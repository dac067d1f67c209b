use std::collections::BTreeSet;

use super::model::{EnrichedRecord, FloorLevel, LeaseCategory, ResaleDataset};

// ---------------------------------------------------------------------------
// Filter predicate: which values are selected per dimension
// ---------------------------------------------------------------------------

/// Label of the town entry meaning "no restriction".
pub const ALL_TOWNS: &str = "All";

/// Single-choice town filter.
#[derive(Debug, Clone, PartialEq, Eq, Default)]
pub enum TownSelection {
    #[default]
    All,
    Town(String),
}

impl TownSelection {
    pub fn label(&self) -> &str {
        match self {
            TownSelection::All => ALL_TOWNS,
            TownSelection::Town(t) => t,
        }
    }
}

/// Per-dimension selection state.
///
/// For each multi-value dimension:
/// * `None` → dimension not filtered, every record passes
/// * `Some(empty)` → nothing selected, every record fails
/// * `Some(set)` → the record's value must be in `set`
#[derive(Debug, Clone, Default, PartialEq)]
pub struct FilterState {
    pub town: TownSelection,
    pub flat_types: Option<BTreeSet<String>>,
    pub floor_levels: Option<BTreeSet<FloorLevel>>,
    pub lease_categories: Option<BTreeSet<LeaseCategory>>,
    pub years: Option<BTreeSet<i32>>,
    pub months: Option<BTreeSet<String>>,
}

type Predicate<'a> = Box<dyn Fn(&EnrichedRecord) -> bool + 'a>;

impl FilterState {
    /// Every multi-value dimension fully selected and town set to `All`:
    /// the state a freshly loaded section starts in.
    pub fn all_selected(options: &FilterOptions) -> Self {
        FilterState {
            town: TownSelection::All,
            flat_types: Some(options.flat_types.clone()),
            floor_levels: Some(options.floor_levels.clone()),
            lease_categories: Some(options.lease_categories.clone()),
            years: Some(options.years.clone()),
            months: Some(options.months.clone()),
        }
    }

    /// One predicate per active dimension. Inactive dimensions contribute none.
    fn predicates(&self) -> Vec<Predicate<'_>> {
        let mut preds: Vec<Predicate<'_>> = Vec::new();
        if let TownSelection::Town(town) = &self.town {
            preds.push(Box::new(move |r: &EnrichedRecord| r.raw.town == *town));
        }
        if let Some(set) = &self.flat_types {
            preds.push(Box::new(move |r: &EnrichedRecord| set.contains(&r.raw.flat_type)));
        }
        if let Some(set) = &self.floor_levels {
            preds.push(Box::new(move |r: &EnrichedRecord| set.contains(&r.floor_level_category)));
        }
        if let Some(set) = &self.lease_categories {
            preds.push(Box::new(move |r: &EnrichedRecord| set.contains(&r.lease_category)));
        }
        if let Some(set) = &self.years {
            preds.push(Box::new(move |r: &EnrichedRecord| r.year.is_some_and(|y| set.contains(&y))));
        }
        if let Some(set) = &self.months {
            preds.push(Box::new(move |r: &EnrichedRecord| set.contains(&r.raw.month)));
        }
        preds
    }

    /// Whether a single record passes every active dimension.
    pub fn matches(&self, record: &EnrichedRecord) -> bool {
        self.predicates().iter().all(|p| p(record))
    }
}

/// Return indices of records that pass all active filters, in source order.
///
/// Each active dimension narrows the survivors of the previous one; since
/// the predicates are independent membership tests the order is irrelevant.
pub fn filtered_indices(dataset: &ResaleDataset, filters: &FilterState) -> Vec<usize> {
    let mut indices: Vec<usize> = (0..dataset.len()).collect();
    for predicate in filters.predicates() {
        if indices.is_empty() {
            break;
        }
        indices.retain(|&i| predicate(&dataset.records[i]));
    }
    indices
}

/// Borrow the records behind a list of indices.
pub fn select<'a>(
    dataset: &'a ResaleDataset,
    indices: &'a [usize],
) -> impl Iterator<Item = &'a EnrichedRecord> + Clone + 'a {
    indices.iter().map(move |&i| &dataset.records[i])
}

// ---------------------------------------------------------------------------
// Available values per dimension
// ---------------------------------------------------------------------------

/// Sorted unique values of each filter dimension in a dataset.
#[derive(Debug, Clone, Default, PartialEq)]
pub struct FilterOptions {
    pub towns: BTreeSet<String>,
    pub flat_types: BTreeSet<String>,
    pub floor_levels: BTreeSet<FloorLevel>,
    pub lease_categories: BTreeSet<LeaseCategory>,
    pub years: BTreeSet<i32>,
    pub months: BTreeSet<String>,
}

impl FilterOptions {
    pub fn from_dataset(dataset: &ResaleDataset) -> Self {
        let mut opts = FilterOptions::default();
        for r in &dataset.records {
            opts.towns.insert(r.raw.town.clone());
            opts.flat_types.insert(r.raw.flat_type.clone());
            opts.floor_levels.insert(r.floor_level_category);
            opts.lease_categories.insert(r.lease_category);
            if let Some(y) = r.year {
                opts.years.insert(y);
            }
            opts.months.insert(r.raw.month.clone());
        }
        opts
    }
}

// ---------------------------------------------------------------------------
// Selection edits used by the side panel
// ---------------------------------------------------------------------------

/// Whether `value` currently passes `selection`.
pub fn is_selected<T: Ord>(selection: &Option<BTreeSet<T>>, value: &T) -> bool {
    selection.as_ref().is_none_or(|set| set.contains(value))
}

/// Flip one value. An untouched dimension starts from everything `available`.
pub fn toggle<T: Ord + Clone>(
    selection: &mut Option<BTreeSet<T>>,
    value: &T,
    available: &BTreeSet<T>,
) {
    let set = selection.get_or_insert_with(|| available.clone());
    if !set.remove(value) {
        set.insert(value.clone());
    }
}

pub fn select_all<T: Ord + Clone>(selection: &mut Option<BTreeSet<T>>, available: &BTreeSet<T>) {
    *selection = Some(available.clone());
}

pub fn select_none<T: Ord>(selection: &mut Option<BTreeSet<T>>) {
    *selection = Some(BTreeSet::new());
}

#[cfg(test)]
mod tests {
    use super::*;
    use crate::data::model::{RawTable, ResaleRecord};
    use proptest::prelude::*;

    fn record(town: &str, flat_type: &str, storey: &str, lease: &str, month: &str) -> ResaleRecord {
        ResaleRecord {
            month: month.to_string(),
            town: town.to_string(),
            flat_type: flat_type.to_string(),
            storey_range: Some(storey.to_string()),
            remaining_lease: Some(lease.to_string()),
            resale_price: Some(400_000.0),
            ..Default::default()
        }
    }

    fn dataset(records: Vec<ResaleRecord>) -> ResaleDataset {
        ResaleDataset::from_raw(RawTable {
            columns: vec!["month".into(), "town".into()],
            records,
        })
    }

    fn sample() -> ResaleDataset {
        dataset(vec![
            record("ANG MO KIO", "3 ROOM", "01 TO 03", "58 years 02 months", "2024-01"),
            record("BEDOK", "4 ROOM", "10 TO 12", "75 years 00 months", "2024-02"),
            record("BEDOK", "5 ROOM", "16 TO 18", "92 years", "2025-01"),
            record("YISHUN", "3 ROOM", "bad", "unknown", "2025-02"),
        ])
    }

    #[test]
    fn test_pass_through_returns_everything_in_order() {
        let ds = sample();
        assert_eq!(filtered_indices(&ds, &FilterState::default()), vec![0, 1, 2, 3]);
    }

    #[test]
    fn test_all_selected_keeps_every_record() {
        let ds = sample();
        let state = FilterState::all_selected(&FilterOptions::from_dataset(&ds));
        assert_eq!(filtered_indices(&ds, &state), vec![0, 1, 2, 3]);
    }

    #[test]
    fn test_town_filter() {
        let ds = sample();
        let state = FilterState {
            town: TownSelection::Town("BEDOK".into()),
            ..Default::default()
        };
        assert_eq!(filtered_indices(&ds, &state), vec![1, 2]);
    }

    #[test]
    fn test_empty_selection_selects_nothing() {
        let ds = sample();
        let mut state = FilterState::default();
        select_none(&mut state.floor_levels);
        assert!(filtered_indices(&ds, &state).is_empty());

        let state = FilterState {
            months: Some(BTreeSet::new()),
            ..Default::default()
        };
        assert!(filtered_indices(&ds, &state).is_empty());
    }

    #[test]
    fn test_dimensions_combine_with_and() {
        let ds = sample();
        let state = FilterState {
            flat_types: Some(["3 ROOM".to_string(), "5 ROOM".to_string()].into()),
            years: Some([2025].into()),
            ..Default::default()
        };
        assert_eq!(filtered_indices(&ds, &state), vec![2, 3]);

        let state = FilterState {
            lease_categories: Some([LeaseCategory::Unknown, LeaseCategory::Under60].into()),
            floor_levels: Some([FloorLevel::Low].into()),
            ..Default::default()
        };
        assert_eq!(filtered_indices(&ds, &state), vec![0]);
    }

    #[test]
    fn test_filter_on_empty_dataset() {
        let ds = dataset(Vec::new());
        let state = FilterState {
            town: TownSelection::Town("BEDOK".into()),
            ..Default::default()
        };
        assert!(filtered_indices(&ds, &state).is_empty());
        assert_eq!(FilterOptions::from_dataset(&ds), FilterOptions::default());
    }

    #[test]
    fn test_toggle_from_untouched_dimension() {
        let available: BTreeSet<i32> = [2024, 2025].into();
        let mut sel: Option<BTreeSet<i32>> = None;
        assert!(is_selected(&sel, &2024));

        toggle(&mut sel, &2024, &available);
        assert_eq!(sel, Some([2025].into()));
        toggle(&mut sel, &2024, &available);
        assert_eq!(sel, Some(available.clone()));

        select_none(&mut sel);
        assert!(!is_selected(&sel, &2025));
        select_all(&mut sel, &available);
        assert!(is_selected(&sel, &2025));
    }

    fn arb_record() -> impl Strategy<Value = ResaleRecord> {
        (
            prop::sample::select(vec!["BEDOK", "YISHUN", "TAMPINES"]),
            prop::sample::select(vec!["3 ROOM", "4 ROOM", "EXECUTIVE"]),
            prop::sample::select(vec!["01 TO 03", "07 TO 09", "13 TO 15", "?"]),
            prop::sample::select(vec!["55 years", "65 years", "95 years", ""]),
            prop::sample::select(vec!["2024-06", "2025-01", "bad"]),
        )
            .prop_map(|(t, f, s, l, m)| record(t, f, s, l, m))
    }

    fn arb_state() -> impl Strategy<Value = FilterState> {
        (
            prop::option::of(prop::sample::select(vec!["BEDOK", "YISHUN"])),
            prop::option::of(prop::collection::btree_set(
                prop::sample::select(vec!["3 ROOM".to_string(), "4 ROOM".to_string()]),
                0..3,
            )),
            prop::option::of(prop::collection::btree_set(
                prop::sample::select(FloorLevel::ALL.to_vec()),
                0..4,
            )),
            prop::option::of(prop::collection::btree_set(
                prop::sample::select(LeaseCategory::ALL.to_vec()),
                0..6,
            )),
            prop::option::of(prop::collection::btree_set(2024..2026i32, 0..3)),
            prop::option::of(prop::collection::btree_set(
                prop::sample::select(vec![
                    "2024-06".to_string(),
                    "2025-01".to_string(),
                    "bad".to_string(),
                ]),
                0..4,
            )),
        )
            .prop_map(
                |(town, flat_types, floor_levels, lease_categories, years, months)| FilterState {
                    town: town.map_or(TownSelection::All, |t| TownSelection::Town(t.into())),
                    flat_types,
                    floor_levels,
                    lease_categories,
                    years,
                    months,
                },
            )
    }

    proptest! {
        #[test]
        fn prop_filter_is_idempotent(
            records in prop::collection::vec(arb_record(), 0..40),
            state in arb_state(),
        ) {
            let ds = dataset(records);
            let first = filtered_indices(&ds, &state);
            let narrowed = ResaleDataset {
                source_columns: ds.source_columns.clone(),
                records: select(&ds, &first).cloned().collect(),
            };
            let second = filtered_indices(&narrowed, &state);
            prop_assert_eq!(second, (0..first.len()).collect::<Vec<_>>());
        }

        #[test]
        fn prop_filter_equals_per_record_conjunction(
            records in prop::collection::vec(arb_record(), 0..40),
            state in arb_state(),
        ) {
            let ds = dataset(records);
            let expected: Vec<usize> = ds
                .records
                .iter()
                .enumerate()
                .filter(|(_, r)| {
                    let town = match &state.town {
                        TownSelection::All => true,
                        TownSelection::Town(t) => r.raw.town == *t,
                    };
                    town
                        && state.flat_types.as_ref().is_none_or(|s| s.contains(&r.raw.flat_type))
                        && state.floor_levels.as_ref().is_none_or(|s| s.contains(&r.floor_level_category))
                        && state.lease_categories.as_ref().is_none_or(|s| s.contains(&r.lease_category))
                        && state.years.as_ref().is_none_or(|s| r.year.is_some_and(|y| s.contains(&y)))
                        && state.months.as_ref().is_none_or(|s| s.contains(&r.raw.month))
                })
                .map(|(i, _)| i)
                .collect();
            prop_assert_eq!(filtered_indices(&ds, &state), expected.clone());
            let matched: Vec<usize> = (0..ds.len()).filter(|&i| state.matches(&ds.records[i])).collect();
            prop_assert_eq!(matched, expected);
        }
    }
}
⁂
◆ **PROBLEM STATEMENT**
Among the lines of the data, which ones contain the word "model"? Show them.

◆ **ANSWER FOR THE TASK**
use super::model::{EnrichedRecord, FloorLevel, LeaseCategory, ResaleDataset};
    use crate::data::model::{RawTable, ResaleRecord};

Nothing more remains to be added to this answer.